use std::path::Path;
use std::sync::{Mutex, PoisonError};

use anyhow::{anyhow, Context, Result};

use super::{Change, EventStore, OwnerSnapshot, WriteSet};
use crate::models::event::{EventId, OwnerId};
use crate::models::settings::Settings;
use crate::services::database::Database;
use crate::services::event::EventRepository;

/// SQLite-backed store. Each write set runs inside one transaction.
pub struct SqliteStore {
    db: Mutex<Database>,
}

impl SqliteStore {
    /// Wrap an open database, creating tables if needed.
    pub fn new(db: Database) -> Result<Self> {
        db.initialize_schema()?;
        Ok(Self { db: Mutex::new(db) })
    }

    pub fn open(path: impl AsRef<Path>) -> Result<Self> {
        let path = path.as_ref();
        if let Some(parent) = path.parent().filter(|p| !p.as_os_str().is_empty()) {
            std::fs::create_dir_all(parent)
                .with_context(|| format!("Failed to create directory {}", parent.display()))?;
        }
        let path_str = path
            .to_str()
            .ok_or_else(|| anyhow!("Database path is not valid UTF-8: {}", path.display()))?;

        log::info!("Opening event database at {}", path_str);
        Self::new(Database::new(path_str)?)
    }

    pub fn in_memory() -> Result<Self> {
        Self::new(Database::new(":memory:")?)
    }

    /// Open the database named in settings, or an in-memory one when none is set.
    pub fn from_settings(settings: &Settings) -> Result<Self> {
        match settings.database_path.as_deref() {
            Some(path) => Self::open(path),
            None => Self::in_memory(),
        }
    }
}

fn require_owned(repo: &EventRepository<'_>, owner: OwnerId, event: EventId) -> Result<()> {
    match repo.owner_of(event)? {
        Some(found) if found == owner => Ok(()),
        Some(_) => Err(anyhow!("Event {} is not owned by {}", event, owner)),
        None => Err(anyhow!("Event with id {} not found", event)),
    }
}

impl EventStore for SqliteStore {
    fn load_owner(&self, owner: OwnerId) -> Result<OwnerSnapshot> {
        let db = self.db.lock().unwrap_or_else(PoisonError::into_inner);
        let repo = EventRepository::new(db.connection());

        Ok(OwnerSnapshot {
            events: repo.list_for_owner(owner)?,
            occurrences: repo.occurrences_for_owner(owner)?,
        })
    }

    fn commit(&self, write_set: &WriteSet) -> Result<()> {
        let mut db = self.db.lock().unwrap_or_else(PoisonError::into_inner);
        let tx = db
            .connection_mut()
            .transaction()
            .context("Failed to begin transaction")?;

        {
            let repo = EventRepository::new(&tx);
            let owner = write_set.owner;

            for change in &write_set.changes {
                match change {
                    Change::SaveEvent(event) => {
                        if event.owner_id != owner {
                            return Err(anyhow!(
                                "Event {} belongs to {}, not {}",
                                event.id,
                                event.owner_id,
                                owner
                            ));
                        }
                        if let Some(existing) = repo.owner_of(event.id)? {
                            if existing != owner {
                                return Err(anyhow!(
                                    "Event {} is not owned by {}",
                                    event.id,
                                    owner
                                ));
                            }
                        }
                        repo.save(event)?;
                    }
                    Change::ReplaceOccurrences(event_id, series) => {
                        require_owned(&repo, owner, *event_id)?;
                        repo.replace_occurrences(*event_id, series)?;
                    }
                    Change::SaveOccurrence(occurrence) => {
                        require_owned(&repo, owner, occurrence.parent_event_id())?;
                        repo.save_occurrence(occurrence)?;
                    }
                    Change::DeleteEvent(event_id) => {
                        require_owned(&repo, owner, *event_id)?;
                        repo.delete(*event_id)?;
                    }
                }
            }
        }

        // Dropping an uncommitted transaction rolls it back, so early returns
        // above leave the database untouched.
        tx.commit().context("Failed to commit write set")?;
        log::debug!(
            "Committed {} change(s) for {}",
            write_set.changes.len(),
            write_set.owner
        );
        Ok(())
    }

    fn owner_of(&self, event: EventId) -> Result<Option<OwnerId>> {
        let db = self.db.lock().unwrap_or_else(PoisonError::into_inner);
        EventRepository::new(db.connection()).owner_of(event)
    }

    fn max_event_id(&self) -> Result<i64> {
        let db = self.db.lock().unwrap_or_else(PoisonError::into_inner);
        EventRepository::new(db.connection()).max_id()
    }
}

——

Task to complete –
Say how many lines of the records contain the word "settings", and give no other output.

Result –
4